Fits a Growth Curve Analysis model to f0 contours: a linear mixed-effects regression of f0 on orthogonal polynomial terms of time, interacted with tone, with conventional by-speaker and by-item random effects. GCA is a standard analysis framework for time-varying dynamic speech data (Mirman 2014; Xu & Zhang 2024) and is the recommended approach when you want statistical inference about per-tone shape parameters such as intercept, slope, and curvature.

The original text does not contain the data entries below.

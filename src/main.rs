//! Sentinel daemon: spawns the scan producer and drives the report gate
//! once per newly observed block.

use alloy::providers::Provider;
use std::sync::Arc;
use std::time::{SystemTime, UNIX_EPOCH};
use tokio::sync::broadcast;
use vault_sentinel::batch_slot::BatchSlot;
use vault_sentinel::config::SentinelConfig;
use vault_sentinel::error::compact_error_message;
use vault_sentinel::fork::ForkSessionFactory;
use vault_sentinel::gate::ReportGate;
use vault_sentinel::producer::{run_scan_loop, ScanContext};
use vault_sentinel::ranking::RankingClient;
use vault_sentinel::registry::{build_provider, RegistryClient};

fn now_ms() -> u64 {
    SystemTime::now()
        .duration_since(UNIX_EPOCH)
        .map(|d| d.as_millis() as u64)
        .unwrap_or(0)
}

#[tokio::main]
async fn main() -> anyhow::Result<()> {
    // Default to `info` when RUST_LOG is unset or invalid to avoid a silent
    // startup.
    let env_filter = tracing_subscriber::EnvFilter::try_from_default_env()
        .unwrap_or_else(|_| tracing_subscriber::EnvFilter::new("info"));
    tracing_subscriber::fmt()
        .with_env_filter(env_filter)
        .with_writer(std::io::stderr)
        .init();

    let cfg = SentinelConfig::from_env()?;
    tracing::info!(
        "[STARTUP] registry={:#x} top_holders={} report_period={:?} scan_floor={:?}",
        cfg.registry_address,
        cfg.top_holder_count,
        cfg.report_period,
        cfg.scan_min_interval
    );

    let provider = build_provider(&cfg.eth_rpc_url)?;

    // Probe connectivity early so configuration failures surface immediately
    // instead of inside the first scan.
    let start_block = provider
        .get_block_number()
        .await
        .map_err(|e| anyhow::anyhow!("RPC probe failed: {}", compact_error_message(&e.to_string(), 220)))?;
    tracing::info!("[STARTUP] RPC reachable, head block {}", start_block);

    let ctx = Arc::new(ScanContext {
        registry: RegistryClient::new(provider.clone(), cfg.registry_address),
        ranking: RankingClient::new(
            cfg.subgraph_url.clone(),
            cfg.top_holder_count,
            cfg.subgraph_timeout,
        )?,
        factory: Arc::new(ForkSessionFactory::new(cfg.eth_rpc_url.clone())),
        max_concurrent_vaults: cfg.max_concurrent_vaults,
        provider: provider.clone(),
    });

    let (publisher, consumer) = BatchSlot::new();
    let mut gate = ReportGate::new(consumer, cfg.report_period.as_millis() as u64);

    let (shutdown_tx, _) = broadcast::channel::<()>(1);
    let producer_task = tokio::spawn(run_scan_loop(
        Arc::clone(&ctx),
        cfg.clone(),
        publisher,
        shutdown_tx.subscribe(),
    ));

    // One gate tick per newly observed block number.
    let mut last_seen_block = start_block;
    let mut poll = tokio::time::interval(cfg.block_poll_interval);
    poll.set_missed_tick_behavior(tokio::time::MissedTickBehavior::Delay);

    loop {
        tokio::select! {
            _ = poll.tick() => {
                let head = match provider.get_block_number().await {
                    Ok(head) => head,
                    Err(e) => {
                        tracing::warn!(
                            "[DRIVER] head poll failed: {}",
                            compact_error_message(&e.to_string(), 220)
                        );
                        continue;
                    }
                };
                if head <= last_seen_block {
                    continue;
                }
                last_seen_block = head;

                for alert in gate.on_tick(now_ms()) {
                    match serde_json::to_string(&alert) {
                        Ok(line) => println!("{line}"),
                        Err(e) => tracing::error!("[DRIVER] alert serialization failed: {e}"),
                    }
                }
            }
            _ = tokio::signal::ctrl_c() => {
                tracing::info!("[DRIVER] ctrl-c received; shutting down.");
                let _ = shutdown_tx.send(());
                break;
            }
        }
    }

    let _ = producer_task.await;
    Ok(())
}
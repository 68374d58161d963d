use crate::alert::{build_alert, Alert};
use crate::batch_slot::BatchConsumer;

/// Level-triggered, coalescing report consumer. Driven once per external
/// tick; a tick before the report period has elapsed, or with nothing
/// published, is a pure no-op. When due, exactly the newest batch converts
/// to alerts, 1:1 and order-preserving.
pub struct ReportGate {
    consumer: BatchConsumer,
    period_ms: u64,
    last_report_ms: u64,
}

impl ReportGate {
    pub fn new(consumer: BatchConsumer, period_ms: u64) -> Self {
        Self {
            consumer,
            period_ms,
            last_report_ms: 0,
        }
    }

    pub fn last_report_ms(&self) -> u64 {
        self.last_report_ms
    }

    pub fn on_tick(&mut self, now_ms: u64) -> Vec<Alert> {
        // Tick timestamps are contractually non-decreasing; clamp anyway so a
        // misbehaving driver cannot push the gate backwards.
        let now_ms = now_ms.max(self.last_report_ms);
        if now_ms.saturating_sub(self.last_report_ms) < self.period_ms {
            return Vec::new();
        }

        let Some(batch) = self.consumer.take() else {
            // Nothing published since the last drain; leave the timer alone
            // so the next publication reports immediately.
            return Vec::new();
        };

        self.last_report_ms = now_ms;
        let alerts = batch
            .summaries
            .iter()
            .map(build_alert)
            .collect::<Vec<_>>();
        tracing::info!(
            "[REPORT] reporting scan batch from block {} ({} vaults)",
            batch.block,
            alerts.len()
        );
        alerts
    }
}
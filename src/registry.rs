use crate::error::{compact_error_message, Result, RpcError};
use alloy::primitives::{Address, Bytes};
use alloy::providers::{Provider, ProviderBuilder, RootProvider};
use alloy::rpc::types::{TransactionInput, TransactionRequest};
use alloy::sol_types::SolCall;
use alloy::transports::http::{Client, Http};

pub type HttpProvider = RootProvider<Http<Client>>;

alloy::sol! {
    interface IVaultRegistry {
        function assetsAddresses() external view returns (address[] memory assets);
    }
}

pub fn build_provider(url: &str) -> Result<HttpProvider> {
    let parsed = url.parse().map_err(|e| RpcError::InvalidUrl {
        url: url.to_string(),
        reason: format!("{e}"),
    })?;
    Ok(ProviderBuilder::new().on_http(parsed))
}

/// Read-only client for the vault registry contract. No caching: every scan
/// re-reads the registry, so vault set membership may change between scans.
pub struct RegistryClient {
    provider: HttpProvider,
    registry: Address,
}

impl RegistryClient {
    pub fn new(provider: HttpProvider, registry: Address) -> Self {
        Self { provider, registry }
    }

    /// Current vault list at `block`. Any error propagates and aborts the
    /// in-progress scan iteration.
    pub async fn list_vaults(&self, block: u64) -> Result<Vec<Address>> {
        let calldata = Bytes::from(IVaultRegistry::assetsAddressesCall {}.abi_encode());
        let tx = TransactionRequest::default()
            .to(self.registry)
            .input(TransactionInput::new(calldata));

        let raw = self
            .provider
            .call(&tx)
            .block(block.into())
            .await
            .map_err(|e| RpcError::Transport(compact_error_message(&e.to_string(), 220)))?;

        let decoded = IVaultRegistry::assetsAddressesCall::abi_decode_returns(raw.as_ref(), true)
            .map_err(|e| {
                RpcError::BadReturnData(format!(
                    "assetsAddresses() decode failed for registry={:#x}: {e}",
                    self.registry
                ))
            })?;
        Ok(decoded.assets)
    }
}
use crate::domain::Result;
use async_trait::async_trait;
use http_body_util::combinators::BoxBody;
use hyper::body::Bytes;
use hyper::{Request, Response};

pub type ProxyBody = BoxBody<Bytes, hyper::Error>;

/// Port for replaying a forward-proxy request to its origin
#[async_trait]
pub trait HttpTransportPort: Send + Sync {
    /// Send `request` as is and return the origin's response head with a
    /// body that is streamed as the caller polls it
    async fn round_trip(&self, request: Request<ProxyBody>) -> Result<Response<ProxyBody>>;
}
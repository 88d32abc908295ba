use crate::domain::{Connection, Result};
use async_trait::async_trait;

/// Port for anything that takes over a freshly classified client connection
#[async_trait]
pub trait ConnectionHandler: Send + Sync {
    /// Serve every request carried by `conn` until the peer goes away
    async fn serve_conn(&self, conn: Connection) -> Result<()>;
}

This is a convenience wrapper around lme4::lmer() that prepares the
data the way the citation-tone use case typically wants. For
non-standard model structures (custom contrasts, additional fixed
effects, alternative random-effects structures), call lme4::lmer()
directly.
Usage
fit_gca(
data,
f0 = "f0",
time = "time",
token = "token",
tone = "tone",
speaker = "speaker",
item = "item",
degree = 2,
random_intercept_speaker = TRUE,
random_intercept_item = TRUE,
random_slope_speaker = TRUE,
random_slope_item = FALSE
)Arguments
- data
A long-format data frame with one row per f0 sample.
- f0, time, token, tone, speaker, item
Column names for f0, time within token, token ID, tone category, speaker ID, and item or word.
- degree
Polynomial degree, one of
1,2, or3. Default2.- random_intercept_speaker, random_intercept_item
Logical; include a by-speaker or by-item random intercept. Default
TRUE.- random_slope_speaker, random_slope_item
Logical; include by-speaker or by-item random slopes on the orthogonal-polynomial terms (
ot1...otK). DefaultTRUEfor speaker,FALSEfor item.
Value
An S3 object of class "shinytone_gca", a list with:
model: the fitted lme4::lmerMod object.formula_str: user-readable formula string (with original column names).poly_coefs: coefs fromstats::poly()needed bypredict_gca().degree: polynomial degree.col_names: original column names (for back-mapping in summary tables).convergence_warning:NULLor the captured warning message.
Details
What the function does internally
Within each token, normalise the time axis to
[0, 1].Build orthogonal polynomial terms
ot1,ot2, ...,otKon the normalised time usingstats::poly(), caching the basis coefficients so thatpredict_gca()can reuse them.Construct an
lmerformula of the formf0 ~ (ot1 + ... + otK) * tone + (random effects)using the options below to decide which random effects to include.Fit the model with REML, capturing any convergence warning so the caller can decide whether to act on it.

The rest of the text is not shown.